Data under study Start Marker
pub mod alert;
pub mod level_bar;
pub mod pane_chrome;
pub mod scrollable_list;
pub mod status_bar;
pub mod text_field;
pub mod toast;
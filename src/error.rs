//! Error types for the relay
//!
//! Infrastructure and bootstrap failures live here. Failures scoped to a
//! single request are [`crate::pipeline::Failure`] and never escape the
//! processing loop.

use thiserror::Error;

/// Result type alias for relay operations
pub type Result<T> = std::result::Result<T, Error>;

/// Errors that can occur in the relay
#[derive(Debug, Error)]
pub enum Error {
    /// Configuration error
    #[error("configuration error: {0}")]
    Config(String),

    /// Chat transport error
    #[error("channel error: {0}")]
    Channel(String),

    /// Database error
    #[error("database error: {0}")]
    Database(String),

    /// `SQLite` error
    #[error("sqlite error: {0}")]
    Sqlite(#[from] rusqlite::Error),

    /// IO error
    #[error("io error: {0}")]
    Io(#[from] std::io::Error),

    /// HTTP error
    #[error("http error: {0}")]
    Http(#[from] reqwest::Error),

    /// Serialization error
    #[error("serialization error: {0}")]
    Serialization(#[from] serde_json::Error),

    /// TOML parsing error
    #[error("toml error: {0}")]
    Toml(#[from] toml::de::Error),
}
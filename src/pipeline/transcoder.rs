//! External transcoder invocation

use std::ffi::OsString;
use std::path::Path;
use std::process::Stdio;

use async_trait::async_trait;
use tokio::process::Command;

use super::Failure;
use crate::config::TranscoderConfig;

/// Longest stderr excerpt carried in a failure
const STDERR_TAIL_CHARS: usize = 400;

/// Converts a WebM file into the delivery format
#[async_trait]
pub trait Transcoder: Send + Sync {
    /// Convert `input` into `output`, overwriting `output`
    async fn transcode(&self, input: &Path, output: &Path) -> Result<(), Failure>;
}

/// `ffmpeg` run as a child process
#[derive(Debug, Clone)]
pub struct FfmpegTranscoder {
    program: String,
    crf: u8,
}

impl FfmpegTranscoder {
    /// Create from config
    #[must_use]
    pub fn new(config: &TranscoderConfig) -> Self {
        Self {
            program: config.program.clone(),
            crf: config.crf,
        }
    }

    /// Whether the program can be found (on `PATH` or as a path)
    #[must_use]
    pub fn is_available(&self) -> bool {
        which::which(&self.program).is_ok()
    }

    /// Program that will be run
    #[must_use]
    pub fn program(&self) -> &str {
        &self.program
    }

    /// Command-line arguments for one conversion
    #[must_use]
    pub fn args(&self, input: &Path, output: &Path) -> Vec<OsString> {
        vec![
            "-y".into(),
            "-hide_banner".into(),
            "-loglevel".into(),
            "error".into(),
            "-i".into(),
            input.as_os_str().to_owned(),
            "-crf".into(),
            self.crf.to_string().into(),
            output.as_os_str().to_owned(),
        ]
    }
}

#[async_trait]
impl Transcoder for FfmpegTranscoder {
    async fn transcode(&self, input: &Path, output: &Path) -> Result<(), Failure> {
        let result = Command::new(&self.program)
            .args(self.args(input, output))
            .stdin(Stdio::null())
            .kill_on_drop(true)
            .output()
            .await
            .map_err(|e| Failure::ConversionFailed(format!("failed to run {}: {e}", self.program)))?;

        let stderr = String::from_utf8_lossy(&result.stderr);
        if !stderr.trim().is_empty() {
            tracing::debug!(program = %self.program, stderr = %stderr.trim(), "transcoder stderr");
        }

        if !result.status.success() {
            let code = result.status.code().unwrap_or(-1);
            return Err(Failure::ConversionFailed(format!(
                "{} exited with code {code}: {}",
                self.program,
                tail(stderr.trim(), STDERR_TAIL_CHARS)
            )));
        }

        Ok(())
    }
}

/// Last `max` characters of `text`
fn tail(text: &str, max: usize) -> &str {
    let count = text.chars().count();
    if count <= max {
        return text;
    }
    let skip = text
        .char_indices()
        .nth(count - max)
        .map_or(0, |(idx, _)| idx);
    &text[skip..]
}
//! WebM relay - converts WebM links posted to a Telegram chat into playable video
//!
//! This library provides the relay's building blocks:
//! - Telegram channel adapter (long polling, text replies, video upload)
//! - Content-addressed conversion cache in SQLite
//! - Single-flight conversion pipeline around an external transcoder
//!
//! # Architecture
//!
//! ```text
//! ┌─────────────────────────────────────────────────────┐
//! │                  Telegram Bot API                    │
//! └────────────────────┬────────────────────────────────┘
//!                      │ getUpdates / sendVideo
//! ┌────────────────────▼────────────────────────────────┐
//! │   Channel  →  Intake  →  Processor  →  Delivery      │
//! └──────────┬─────────────────┬────────────────────────┘
//!            │                 │
//! ┌──────────▼──────┐  ┌───────▼────────┐
//! │  HTTP source    │  │  ffmpeg        │   conversion cache (SQLite)
//! └─────────────────┘  └────────────────┘
//! ```

pub mod channels;
pub mod config;
pub mod db;
pub mod error;
pub mod pipeline;

pub use config::Config;
pub use db::DbPool;
pub use error::{Error, Result};
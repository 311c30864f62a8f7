//! Single-flight request processor

use std::sync::Arc;

use tokio::sync::mpsc;
use tracing::Instrument;

use super::{
    Delivery, EXPECTED_EXTENSION, Failure, MediaSource, OUTPUT_EXTENSION, Outcome, Request,
    ScratchSpace, Stage, Transcoder, digest_file,
};
use crate::db::{CacheMeta, ConversionRepo};

type StageResult<T> = Result<T, (Stage, Failure)>;

/// Runs one request at a time from probe to delivery
#[derive(Clone)]
pub struct Processor {
    source: Arc<dyn MediaSource>,
    transcoder: Arc<dyn Transcoder>,
    cache: ConversionRepo,
    delivery: Delivery,
    scratch: ScratchSpace,
}

impl Processor {
    /// Assemble a processor from its collaborators
    #[must_use]
    pub fn new(
        source: Arc<dyn MediaSource>,
        transcoder: Arc<dyn Transcoder>,
        cache: ConversionRepo,
        delivery: Delivery,
        scratch: ScratchSpace,
    ) -> Self {
        Self {
            source,
            transcoder,
            cache,
            delivery,
            scratch,
        }
    }

    /// Process requests until the hand-off closes
    ///
    /// A request that has been received is always finished before the next
    /// one is taken or the loop exits.
    pub async fn run(self, mut requests: mpsc::Receiver<Request>) {
        tracing::debug!(stage = %Stage::Idle, "processor waiting for requests");
        while let Some(request) = requests.recv().await {
            self.process(&request).await;
            tracing::debug!(stage = %Stage::Idle, "processor waiting for requests");
        }
        tracing::info!("processor stopped");
    }

    /// Take one request through the pipeline
    ///
    /// Failures are reported to the requester before returning. Scratch
    /// files are gone by the time this returns.
    pub async fn process(&self, request: &Request) -> Outcome {
        let span = tracing::info_span!(
            "request",
            chat_id = request.chat_id,
            message_id = request.message_id,
            url = %request.url,
        );

        async {
            match self.try_process(request).await {
                Ok(outcome) => {
                    match &outcome {
                        Outcome::Cached { digest, reference } => {
                            tracing::info!(%digest, kind = %reference.kind, "delivered from cache");
                        }
                        Outcome::Converted {
                            digest,
                            reference,
                            cached,
                        } => {
                            tracing::info!(%digest, kind = %reference.kind, cached, "converted and delivered");
                        }
                        Outcome::Failed { .. } => {}
                    }
                    outcome
                }
                Err((stage, failure)) => {
                    tracing::warn!(%stage, error = %failure.detail(), "request failed");
                    tracing::debug!(stage = %Stage::Failed, "sending error notice");
                    self.delivery.deliver_error(request, &failure).await;
                    Outcome::Failed { stage, failure }
                }
            }
        }
        .instrument(span)
        .await
    }

    async fn try_process(&self, request: &Request) -> StageResult<Outcome> {
        enter(Stage::Validating);
        let info = self
            .source
            .probe(&request.url)
            .await
            .map_err(at(Stage::Validating))?;
        tracing::debug!(content_type = %info.content_type, content_length = ?info.content_length, "probe passed");

        enter(Stage::Downloading);
        let input = self
            .scratch
            .allocate(EXPECTED_EXTENSION)
            .map_err(|e| (Stage::Downloading, Failure::DownloadFailed(format!("scratch file: {e}"))))?;
        let size_bytes = self
            .source
            .fetch(&request.url, &input)
            .await
            .map_err(at(Stage::Downloading))?;
        tracing::debug!(size_bytes, "download complete");

        enter(Stage::Hashing);
        let digest = digest_file(&input).await.map_err(at(Stage::Hashing))?;

        enter(Stage::CacheLookup);
        let cached = match self.cache.lookup(&digest) {
            Ok(cached) => cached,
            Err(e) => {
                tracing::warn!(%digest, error = %e, "cache lookup failed, treating as miss");
                None
            }
        };

        if let Some(reference) = cached {
            enter(Stage::CachedDeliver);
            drop(input);
            self.delivery
                .deliver_cached(request, &reference)
                .await
                .map_err(at(Stage::CachedDeliver))?;
            return Ok(Outcome::Cached { digest, reference });
        }

        enter(Stage::Converting);
        let output = self.scratch.allocate(OUTPUT_EXTENSION).map_err(|e| {
            (Stage::Converting, Failure::ConversionFailed(format!("scratch file: {e}")))
        })?;
        self.transcoder
            .transcode(&input, &output)
            .await
            .map_err(at(Stage::Converting))?;
        drop(input);

        enter(Stage::FreshDeliver);
        let reference = self
            .delivery
            .deliver_fresh(request, &output)
            .await
            .map_err(at(Stage::FreshDeliver))?;
        drop(output);

        enter(Stage::CacheStore);
        let meta = CacheMeta {
            source_url: request.url.clone(),
            size_bytes,
        };
        let cached = match self.cache.store(&digest, &reference, &meta) {
            Ok(()) => true,
            Err(e) => {
                tracing::warn!(%digest, error = %e, "failed to store conversion, continuing");
                false
            }
        };

        Ok(Outcome::Converted {
            digest,
            reference,
            cached,
        })
    }
}

fn enter(stage: Stage) {
    tracing::debug!(%stage, "stage");
}

fn at(stage: Stage) -> impl Fn(Failure) -> (Stage, Failure) {
    move |failure| (stage, failure)
}
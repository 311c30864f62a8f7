//! Per-request scratch files
//!
//! Every request gets uniquely named files that are deleted when their
//! handle drops, so cleanup holds on success, failure and early return alike.

use std::io;
use std::path::{Path, PathBuf};

use tempfile::TempPath;

/// Prefix shared by all scratch files
const SCRATCH_PREFIX: &str = "webm-relay-";

/// Allocator for scratch files inside one directory
#[derive(Debug, Clone)]
pub struct ScratchSpace {
    dir: PathBuf,
}

impl ScratchSpace {
    /// Use `dir` for scratch files, creating it if needed
    ///
    /// # Errors
    ///
    /// Returns error if the directory cannot be created
    pub fn new(dir: impl Into<PathBuf>) -> io::Result<Self> {
        let dir = dir.into();
        std::fs::create_dir_all(&dir)?;
        Ok(Self { dir })
    }

    /// Directory holding the scratch files
    #[must_use]
    pub fn dir(&self) -> &Path {
        &self.dir
    }

    /// Reserve a fresh, empty file ending in `suffix`
    ///
    /// The file is removed when the returned path is dropped.
    ///
    /// # Errors
    ///
    /// Returns error if the file cannot be created
    pub fn allocate(&self, suffix: &str) -> io::Result<TempPath> {
        Ok(tempfile::Builder::new()
            .prefix(SCRATCH_PREFIX)
            .suffix(suffix)
            .tempfile_in(&self.dir)?
            .into_temp_path())
    }

    /// Remove scratch files left behind by a killed process
    ///
    /// Only call before the processing loop starts.
    ///
    /// # Errors
    ///
    /// Returns error if the directory cannot be listed
    pub fn sweep(&self) -> io::Result<usize> {
        let mut removed = 0;
        for entry in std::fs::read_dir(&self.dir)? {
            let entry = entry?;
            let is_ours = entry
                .file_name()
                .to_str()
                .is_some_and(|name| name.starts_with(SCRATCH_PREFIX));
            if !is_ours || !entry.file_type()?.is_file() {
                continue;
            }

            match std::fs::remove_file(entry.path()) {
                Ok(()) => removed += 1,
                Err(e) => {
                    tracing::warn!(path = %entry.path().display(), error = %e, "failed to remove stale scratch file");
                }
            }
        }
        Ok(removed)
    }
}
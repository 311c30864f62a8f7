//! Replies to the requester through the channel

use std::path::Path;
use std::sync::Arc;

use super::{Failure, Request};
use crate::channels::{Channel, MediaRef};

/// Sends results and notices back into the originating chat
///
/// Every message is threaded as a reply to the request's message.
#[derive(Clone)]
pub struct Delivery {
    channel: Arc<dyn Channel>,
}

impl Delivery {
    /// Wrap a connected channel
    #[must_use]
    pub fn new(channel: Arc<dyn Channel>) -> Self {
        Self { channel }
    }

    /// Resend already uploaded media by reference
    ///
    /// # Errors
    ///
    /// Returns `SendFailed` if the channel rejects the send
    pub async fn deliver_cached(&self, request: &Request, media: &MediaRef) -> Result<(), Failure> {
        self.channel
            .send_media_by_reference(request.chat_id, Some(request.message_id), media)
            .await
            .map_err(|e| Failure::SendFailed(e.to_string()))
    }

    /// Upload a freshly converted file
    ///
    /// Returns the reference assigned by the channel.
    ///
    /// # Errors
    ///
    /// Returns `SendFailed` if the upload fails
    pub async fn deliver_fresh(&self, request: &Request, path: &Path) -> Result<MediaRef, Failure> {
        self.channel
            .upload_video(request.chat_id, Some(request.message_id), path)
            .await
            .map_err(|e| Failure::SendFailed(e.to_string()))
    }

    /// Tell the requester what went wrong
    ///
    /// A notice that cannot be sent is only logged.
    pub async fn deliver_error(&self, request: &Request, failure: &Failure) {
        let notice = failure.to_string();
        if let Err(e) = self
            .channel
            .send_text(request.chat_id, Some(request.message_id), &notice)
            .await
        {
            tracing::warn!(
                channel = self.channel.name(),
                chat_id = request.chat_id,
                message_id = request.message_id,
                error = %e,
                "failed to send error notice"
            );
        }
    }
}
Data under study End Marker
- _Problem description_: Starting with the first line of the entries and ending with the line that has "#[derive(Debug, Error)]", copy each line exactly and add nothing.

- _Output of the exercise_:
pub mod alert;
pub mod level_bar;
pub mod pane_chrome;
pub mod scrollable_list;
pub mod status_bar;
pub mod text_field;
pub mod toast;
filename src/error.rs
//! Error types for the relay
//!
//! Infrastructure and bootstrap failures live here. Failures scoped to a
//! single request are [`crate::pipeline::Failure`] and never escape the
//! processing loop.

use thiserror::Error;

/// Result type alias for relay operations
pub type Result<T> = std::result::Result<T, Error>;

/// Errors that can occur in the relay
#[derive(Debug, Error)]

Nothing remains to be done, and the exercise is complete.